Voici un roman étonnant, un space opéra gigantesque dont chaque chapitre nous conte un fragment d’histoire centré sur un personnage différent. Le roman ressemble donc à un assemblage de nouvelle, mais les récits étant reliés les uns aux autres et formant un ensemble digne des plus grand livres univers. La chute de chaque chapitre est souvent surprenante et il se dégage de l’ensemble une impression de nostalgie. Et la révélation finale conclu majestueusement ce roman somptueux. L’Atalante nous offre ici un échantillon de SF allemande qui se révèle être un joyaux à ne rater sous aucun prétexte.

Station Solaire
(Solarstation - 1996 - L'Atalante) +++
Station SolaireAu début du XXIe siècle, la conquête de l’espace a été abandonnée par les Américains et ce sont les Japonais qui ont repris le flambeau avec des projets ambitieux, mais coûteux. Le plus important se déroule à bord de la station spatiale Nippon qui, en orbite à 400 km au-dessus de la Terre, expérimente un programme de captage de l’énergie solaire. 
Après des premiers essais concluants, le programme connaît depuis deux mois des problèmes à répétition lors de la transmission de l’énergie vers la Terre. Le commandant de la station soupçonne un sabotage et charge Leonard Carr, le seul occidental à bord, de mener une enquête discrète sur les astronautes qui vivent dans la station. Carr est le responsable de la maintenance et de la sécurité, ce qui lui permet d’y circuler librement. 
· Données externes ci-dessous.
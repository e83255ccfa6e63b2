//! Status lines written to the inspection log.
//!
//! Every line has the shape `<KIND>#<subject>#<VERDICT>`. Subjects are
//! written verbatim; a `#` inside an id or name is not escaped.

use std::fmt;

use serde::{Serialize, Serializer};

use crate::domain::{EnclosureId, ZooId};

const ZOO: &str = "ZOO";
const ENCLOSURE: &str = "ENCLOSURE";
const ANIMAL: &str = "ANIMAL";
const WARNING: &str = "WARNING";
const OK: &str = "OK";
const SEPARATOR: char = '#';

/// Outcome recorded on a status line
#[derive(Debug, Clone, Copy, PartialEq, Eq)]
pub enum Verdict {
    Ok,
    Warning,
}

impl Verdict {
    pub fn as_str(&self) -> &'static str {
        match self {
            Verdict::Ok => OK,
            Verdict::Warning => WARNING,
        }
    }
}

impl From<bool> for Verdict {
    /// `true` means a warning was raised
    fn from(warning: bool) -> Self {
        if warning {
            Verdict::Warning
        } else {
            Verdict::Ok
        }
    }
}

impl fmt::Display for Verdict {
    fn fmt(&self, f: &mut fmt::Formatter<'_>) -> fmt::Result {
        f.write_str(self.as_str())
    }
}

/// One entry in the inspection log
#[derive(Debug, Clone, PartialEq, Eq)]
pub enum StatusLine {
    /// Enclosure classified unsafe
    EnclosureWarning(EnclosureId),
    /// Animal classified sick
    AnimalWarning(String),
    /// Overall zoo verdict, always the last line of a run
    Zoo { id: ZooId, verdict: Verdict },
}

impl StatusLine {
    pub fn kind(&self) -> &'static str {
        match self {
            StatusLine::EnclosureWarning(_) => ENCLOSURE,
            StatusLine::AnimalWarning(_) => ANIMAL,
            StatusLine::Zoo { .. } => ZOO,
        }
    }

    pub fn subject(&self) -> &str {
        match self {
            StatusLine::EnclosureWarning(id) => id.as_str(),
            StatusLine::AnimalWarning(name) => name,
            StatusLine::Zoo { id, .. } => id.as_str(),
        }
    }

    pub fn verdict(&self) -> Verdict {
        match self {
            StatusLine::EnclosureWarning(_) | StatusLine::AnimalWarning(_) => Verdict::Warning,
            StatusLine::Zoo { verdict, .. } => *verdict,
        }
    }

    pub fn is_warning(&self) -> bool {
        self.verdict() == Verdict::Warning
    }
}

impl fmt::Display for StatusLine {
    fn fmt(&self, f: &mut fmt::Formatter<'_>) -> fmt::Result {
        write!(
            f,
            "{}{SEPARATOR}{}{SEPARATOR}{}",
            self.kind(),
            self.subject(),
            self.verdict()
        )
    }
}

impl Serialize for StatusLine {
    fn serialize<S: Serializer>(&self, serializer: S) -> std::result::Result<S::Ok, S::Error> {
        serializer.collect_str(self)
    }
}
//! CLI module for zoo-inspector - command-line interface and subcommands.
//!
//! Runs inspections over scenario files with the in-memory collaborators.

pub mod commands;

pub use commands::Cli;
//! Zoo Inspector - walks a zoo's enclosures and reports what it finds
//!
//! Each enclosure and its animal are photographed and classified by an
//! image recognition system. Unsafe enclosures and sick animals trigger
//! closures and dispatches, and every run ends with a zoo-level status line.

pub mod collaborators;
pub mod domain;
pub mod error;
pub mod inspection;
pub mod scenario;
pub mod simulation;

pub use collaborators::{ImageRecognitionSystem, InspectionLog, Zoo};
pub use error::{InspectorError, Result};
pub use inspection::{Inspection, InspectionReport, Inspector, StatusLine, Verdict};
pub use scenario::Scenario;
use chrono::{DateTime, Utc};
use clap::Parser;
use colored::*;
use eyre::{Context, Result};
use log::{LevelFilter, info, warn};
use serde::Serialize;
use std::fs;
use std::path::{Path, PathBuf};
use std::sync::Arc;

use zoo_inspector::collaborators::InspectionLog;
use zoo_inspector::simulation::{ConsoleLog, MemoryLog, ZooEvent};
use zoo_inspector::{InspectionReport, Inspector, Scenario};

mod cli;
mod config;

use cli::Cli;
use cli::commands::{Commands, FormatArg};
use config::{Config, OutputFormat};

fn setup_logging() -> Result<()> {
    let log_dir = dirs::data_local_dir()
        .unwrap_or_else(|| PathBuf::from("."))
        .join("zoo-inspector")
        .join("logs");

    fs::create_dir_all(&log_dir).context("Failed to create log directory")?;

    let log_file = log_dir.join("zoo-inspector.log");

    let target = Box::new(
        fs::OpenOptions::new()
            .create(true)
            .append(true)
            .open(&log_file)
            .context("Failed to open log file")?,
    );

    // Let everything through the builder; the level is narrowed via set_max_level
    // until the config file has been read.
    env_logger::Builder::from_env(env_logger::Env::default().default_filter_or("trace"))
        .target(env_logger::Target::Pipe(target))
        .init();
    apply_log_level(None);

    info!("Logging initialized, writing to: {}", log_file.display());
    Ok(())
}

/// Level for a configured name; unknown names fall back to info.
fn parse_level(level: Option<&str>) -> LevelFilter {
    match level {
        None => LevelFilter::Info,
        Some(name) => name.parse().unwrap_or_else(|_| {
            warn!("Unknown log level {:?}, using info", name);
            LevelFilter::Info
        }),
    }
}

/// RUST_LOG, when set, wins over the config file.
fn apply_log_level(level: Option<&str>) {
    if std::env::var_os(env_logger::DEFAULT_FILTER_ENV).is_none() {
        log::set_max_level(parse_level(level));
    }
}

/// Inspection result as printed with `--format json`
#[derive(Debug, Serialize)]
struct JsonReport<'a> {
    #[serde(flatten)]
    report: &'a InspectionReport,
    dispatches: Vec<String>,
    inspected_at: DateTime<Utc>,
}

fn render_json(report: &InspectionReport, events: &[ZooEvent], inspected_at: DateTime<Utc>) -> Result<String> {
    let json = JsonReport {
        report,
        dispatches: events.iter().map(ToString::to_string).collect(),
        inspected_at,
    };
    serde_json::to_string_pretty(&json).context("Failed to encode report")
}

/// Whether any output may be colored, from the config and `--no-color`
fn output_color(cli: &Cli, config: &Config) -> bool {
    let no_color = matches!(cli.command, Commands::Inspect { no_color: true, .. });
    config.output.color && !no_color
}

fn run_application(cli: &Cli, config: &Config) -> Result<()> {
    info!("Starting application");

    let color = output_color(cli, config);
    colored::control::set_override(color);

    // stdout carries only results so JSON output stays parseable
    if cli.is_verbose() {
        eprintln!("{}", "Verbose mode enabled".yellow());
    }

    match &cli.command {
        Commands::Inspect { scenario, format, .. } => {
            let format = match format {
                Some(FormatArg::Text) => OutputFormat::Text,
                Some(FormatArg::Json) => OutputFormat::Json,
                None => config.output.format,
            };
            handle_inspect_command(scenario, format, color, cli.is_verbose())
        }
        Commands::Check { scenario } => handle_check_command(scenario),
    }
}

fn handle_inspect_command(path: &Path, format: OutputFormat, color: bool, verbose: bool) -> Result<()> {
    info!("Inspecting scenario: {}", path.display());
    let scenario = Scenario::load(path).context(format!("Failed to load scenario {}", path.display()))?;
    let zoo = scenario.zoo();
    let recognition = Arc::new(scenario.recognition());

    let log: Arc<dyn InspectionLog> = match format {
        OutputFormat::Text => Arc::new(ConsoleLog::stdout(color)),
        OutputFormat::Json => Arc::new(MemoryLog::new()),
    };

    let inspector = Inspector::new(recognition, log);
    let report = inspector
        .inspect_report(&zoo)
        .context(format!("Inspection of zoo {} failed", scenario.id))?;

    match format {
        OutputFormat::Json => println!("{}", render_json(&report, &zoo.events(), Utc::now())?),
        OutputFormat::Text if verbose => print_journal(&zoo.events()),
        OutputFormat::Text => {}
    }
    Ok(())
}

fn print_journal(events: &[ZooEvent]) {
    if events.is_empty() {
        println!("{}", "No dispatches".green());
        return;
    }
    println!("{}", "Dispatches:".cyan());
    for event in events {
        println!("  {}", event);
    }
}

fn handle_check_command(path: &Path) -> Result<()> {
    info!("Checking scenario: {}", path.display());
    let scenario = Scenario::load(path).context(format!("Failed to load scenario {}", path.display()))?;
    println!(
        "{} zoo {} with {} enclosures",
        "Valid:".green(),
        scenario.id,
        scenario.enclosures.len()
    );
    Ok(())
}

fn main() -> Result<()> {
    setup_logging().context("Failed to setup logging")?;

    let cli = Cli::parse();

    let config = Config::load(cli.config.as_ref()).context("Failed to load configuration")?;
    apply_log_level(config.log_level.as_deref());

    info!("Starting with config from: {:?}", cli.config);

    run_application(&cli, &config).context("Application failed")?;

    Ok(())
}

#[cfg(test)]
mod tests {
    use super::*;
    use zoo_inspector::simulation::InMemoryZoo;
    use zoo_inspector::{Inspection, Zoo};

    fn sick_leo_report() -> (InspectionReport, Vec<ZooEvent>) {
        let scenario = Scenario::from_yaml("id: Z1\nenclosures:\n  - { id: E1, animal: Leo, sick: true }\n").unwrap();
        let zoo: InMemoryZoo = scenario.zoo();
        let recognition = scenario.recognition();
        let report = Inspection::new(&zoo, &recognition).run().unwrap();
        (report, zoo.events())
    }

    #[test]
    fn test_render_json_is_one_document() {
        let (report, events) = sick_leo_report();
        let inspected_at = DateTime::parse_from_rfc3339("2026-10-18T09:30:00Z")
            .unwrap()
            .with_timezone(&Utc);

        let rendered = render_json(&report, &events, inspected_at).unwrap();
        let value: serde_json::Value = serde_json::from_str(&rendered).unwrap();

        assert_eq!(value["zoo_id"], "Z1");
        assert_eq!(value["warning"], true);
        assert_eq!(
            value["lines"],
            serde_json::json!(["ANIMAL#Leo#WARNING", "ZOO#Z1#WARNING"])
        );
        assert_eq!(
            value["dispatches"],
            serde_json::json!(["closed enclosure E1", "veterinary -> Leo"])
        );
        assert_eq!(value["inspected_at"], "2026-10-18T09:30:00Z");
    }

    #[test]
    fn test_render_json_empty_zoo() {
        let zoo = InMemoryZoo::new("Z2", Vec::new());
        let recognition = Scenario::from_yaml("id: Z2\n").unwrap().recognition();
        let report = Inspection::new(&zoo, &recognition).run().unwrap();

        let rendered = render_json(&report, &zoo.events(), Utc::now()).unwrap();
        let value: serde_json::Value = serde_json::from_str(&rendered).unwrap();

        assert_eq!(value["lines"], serde_json::json!(["ZOO#Z2#OK"]));
        assert_eq!(value["dispatches"], serde_json::json!([]));
        assert_eq!(zoo.id().as_str(), "Z2");
    }

    #[test]
    fn test_output_color() {
        let mut config = Config::default();
        let inspect = Cli::try_parse_from(["zoo-inspector", "inspect", "zoo.yml"]).unwrap();
        let no_color = Cli::try_parse_from(["zoo-inspector", "inspect", "zoo.yml", "--no-color"]).unwrap();
        let check = Cli::try_parse_from(["zoo-inspector", "check", "zoo.yml"]).unwrap();

        assert!(output_color(&inspect, &config));
        assert!(!output_color(&no_color, &config));
        assert!(output_color(&check, &config));

        config.output.color = false;
        assert!(!output_color(&inspect, &config));
        assert!(!output_color(&check, &config));
    }

    #[test]
    fn test_parse_level() {
        assert_eq!(parse_level(None), LevelFilter::Info);
        assert_eq!(parse_level(Some("debug")), LevelFilter::Debug);
        assert_eq!(parse_level(Some("WARN")), LevelFilter::Warn);
        assert_eq!(parse_level(Some("loud")), LevelFilter::Info);
    }
}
La première partie du roman est consacrée à la description de la vie quotidienne des occupants de la station spatiale : l’auteur nous emmène dans tous ses recoins pour nous montrer comment elle fonctionne. On n'ignore plus rien des problèmes pratiques que pose la vie en apesanteur pour des actes aussi banals que de préparer un repas, le consommer, dormir ou satisfaire un besoin naturel. Cette première partie permet de se familiariser avec l’environnement si particulier qui sert de cadre au roman, ainsi qu’avec ses personnages que l’on découvre un par un dans leur travail. Tout cela est réalisé avec une grande économie de moyens, mais avec un pouvoir d’évocation assez étonnant. Le lecteur a ainsi vraiment le sentiment d’être dans l’espace.

A partir du moment où l’un des astronautes est assassiné, le récit s’emballe soudain et chaque chapitre nous conduit de surprise en surprise jusqu’au dénouement. Le plaisir que l’on prend alors à lire ce thriller spatial vient en grande partie du fait que l’auteur a imaginé une intrigue particulièrement bien ficelée. Les descriptions du début du roman ne sont pas gratuites, car l’auteur en réutilise tous les éléments dans la suite du récit. De même, bien que l’action se déroule à huis clos à bord d’une station spatiale, la situation sur Terre (très différente de celle que nous connaissons même si le roman se déroule dans un futur proche) est extrêmement importante, tant comme moteur de l’intrigue que pour motiver les actions des personnages.

Station Solaire est avant tout un thriller spatial rempli de rebondissements. Rien de vraiment original a priori donc ; on serait même plutôt en terrain balisé, digne d’un bon gros film Hollywoodien. Mais Station solaire sort du lot grâce au talent de son auteur, qui a su bâtir une intrigue où rien n’est laissé au hasard, et qui surtout possède un talent certain pour créer un univers entier avec une extrême concision. On le savait depuis le chef d’œuvre qu’est Des Milliards de tapis de cheveux ; Andreas Eschbach le confirme avec Station Solaire, même si ce second roman n’est pas aussi original que le premier.

Jésus Vidéo
(Jesus Video - 1998 - L'Atalante) +++
Jésus VidéoTout commence par une découverte peu banale lors de fouilles archéologiques en Israël : auprès d’un squelette vieux de deux mille ans, un étudiant exhume une pochette contenant la notice d’un caméscope Sony. Or, il s’avère que ce caméscope est d’un nouveau modèle qui ne sera pas commercialisé avant trois ans. D’autres indices sont particulièrement troublants, comme la présence de plombages modernes aux dents du squelette, dont l’âge ne fait pourtant aucun doute.
Il n’en faut pas davantage pour que le responsable des fouilles et son commanditaire, un richissime homme d’affaires, évoquent l’hypothèse que le cadavre pourrait bien être celui d’un voyageur temporel qui aurait réalisé une vidéo de Jésus Christ.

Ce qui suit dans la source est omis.